Clearly HiQ and Avalanche are addressing two key issues for the core constituency of the Ion platform. Avalanche means fast and easy template preparation; no additional hardware and shortened times. Of course, Life would be happy to take that savings and have you apply it to the Ion Chef, a specialized liquid handler which can prepare two chips per day from prepared libraries. A key selling point of Ion Chef is that it loads the chips consistently; good loading is apparently a tricky art (and loading variability, via those colorful plots, could really be turned into art!).
HiQ will address the accuracy concern, though initially only on PGM, so that will benefit in the clinical space only those running amplicon sets. Given the popularity of exome sequencing on the Proton, Ion must be trying to replicate the same mutations in the polymerase used there (which they were quite confident can be done) and validate that chemistry.
Ion particularly needs to get these improvements out because the improvements in the chips are coming slowly to Proton (as I said above, silicon is easy...). The Proton PII chip, which was projected to produce 32Gb per run, is still stuck in the starting blocks months after its original release date. When it breaks out, PII will support only 100 basepair reads versus the 200 bp reads currently supported on PI. The PIII chip, which would easily cover a human genome in a run at sufficient depth for variant calling, seems very far off given the challenges of continuing to miniaturize (which, apparently, even include electronics challenges with pulling so much data off the chip so rapidly!).
I can't quite convince myself that my shop has a niche for Ion, but I'm glad they are making some important improvements. Illumina needs some real competition to spur further development, and only continued nipping at their heels by Ion and PacBio will supply that until serious new entrants (QIAGEN? GnuBio?) appear. Even if you don't plan to use Ion sequencers, you really should be applauding their efforts.
4 comments:
Any thoughts on ZSGenetics and using an EM to do sequencing? I'd think with their claims of extra long reads you'd be all over that like a fly on...well you know. :)
ZS is worth watching; I haven't seen a presentation in a while. Among the questions around their technology is distinguishing 4 bases, reliably labeling long stretches, stretching the DNA & how expensive their box will be. Still, super long reads are possible.

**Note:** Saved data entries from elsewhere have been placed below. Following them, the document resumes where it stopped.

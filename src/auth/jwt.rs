use std::time::Duration;

use axum::extract::FromRef;
use jsonwebtoken::{
    decode, encode, errors::ErrorKind, Algorithm, DecodingKey, EncodingKey, Header, Validation,
};
use thiserror::Error;
use time::{Duration as TimeDuration, OffsetDateTime};
use tracing::debug;

use super::claims::{Claims, SessionUser};
use crate::{config::JwtConfig, state::AppState};

#[derive(Debug, Error)]
pub enum TokenError {
    #[error("token signature or claims are invalid")]
    InvalidSignature,

    #[error("token has expired")]
    Expired,

    #[error("failed to sign token: {0}")]
    Signing(#[from] jsonwebtoken::errors::Error),
}

/// Signs and verifies HS256 session tokens with the process-wide secret.
#[derive(Clone)]
pub struct TokenCodec {
    encoding: EncodingKey,
    decoding: DecodingKey,
    issuer: String,
    audience: String,
    ttl: Duration,
}

impl FromRef<AppState> for TokenCodec {
    fn from_ref(state: &AppState) -> Self {
        state.tokens.clone()
    }
}

impl TokenCodec {
    pub fn from_config(cfg: &JwtConfig) -> Self {
        Self {
            encoding: EncodingKey::from_secret(cfg.secret.as_bytes()),
            decoding: DecodingKey::from_secret(cfg.secret.as_bytes()),
            issuer: cfg.issuer.clone(),
            audience: cfg.audience.clone(),
            ttl: Duration::from_secs((cfg.ttl_minutes.max(0) as u64) * 60),
        }
    }

    pub fn ttl(&self) -> Duration {
        self.ttl
    }

    pub fn issue(&self, user: &SessionUser) -> Result<String, TokenError> {
        self.issue_at(user, OffsetDateTime::now_utc())
    }

    pub fn issue_at(
        &self,
        user: &SessionUser,
        issued_at: OffsetDateTime,
    ) -> Result<String, TokenError> {
        let exp = issued_at + TimeDuration::seconds(self.ttl.as_secs() as i64);
        let claims = Claims {
            sub: user.id,
            email: user.email.clone(),
            role: user.role,
            iat: issued_at.unix_timestamp().max(0) as usize,
            exp: exp.unix_timestamp().max(0) as usize,
            iss: self.issuer.clone(),
            aud: self.audience.clone(),
        };
        let token = encode(&Header::new(Algorithm::HS256), &claims, &self.encoding)?;
        debug!(user_id = %user.id, "jwt signed");
        Ok(token)
    }

    pub fn verify(&self, token: &str) -> Result<Claims, TokenError> {
        let mut validation = Validation::new(Algorithm::HS256);
        validation.leeway = 0;
        validation.set_audience(std::slice::from_ref(&self.audience));
        validation.set_issuer(std::slice::from_ref(&self.issuer));
        let data = decode::<Claims>(token, &self.decoding, &validation).map_err(|e| {
            match e.kind() {
                ErrorKind::ExpiredSignature => TokenError::Expired,
                _ => TokenError::InvalidSignature,
            }
        })?;
        debug!(user_id = %data.claims.sub, "jwt verified");
        Ok(data.claims)
    }
}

Hi Keith, great writeup. (Now I realize a number of blog posts I missed during all the festivities of last week's Ion World and ASHG meetings.)
One minor clarification - the OneTouch 2 / OneTouch ES now takes about 5.5h with the 400bp chemistry, not 8h as it was several iterations back.
I'm sure the naming group will come up with a catchy phrase to replace the term 'Avalanche'. But in my own experience, naming things sure is difficult.
Lastly, regarding ZS, this local MA news item announces they have expanded into a new 10K sf facility, and are up to 10 employees now.
All the best - Dale
Hi really good review of the current state of play of the PGM. One simple question:
If both platforms were the same price (Miseq and PGM) and you wanted to do targeted resequencing for cancer diagnostics using their cancer panels and maybe develop your own panels down the road, which platform would you pick and why?
Any advice would be extremely useful as you have experience with both!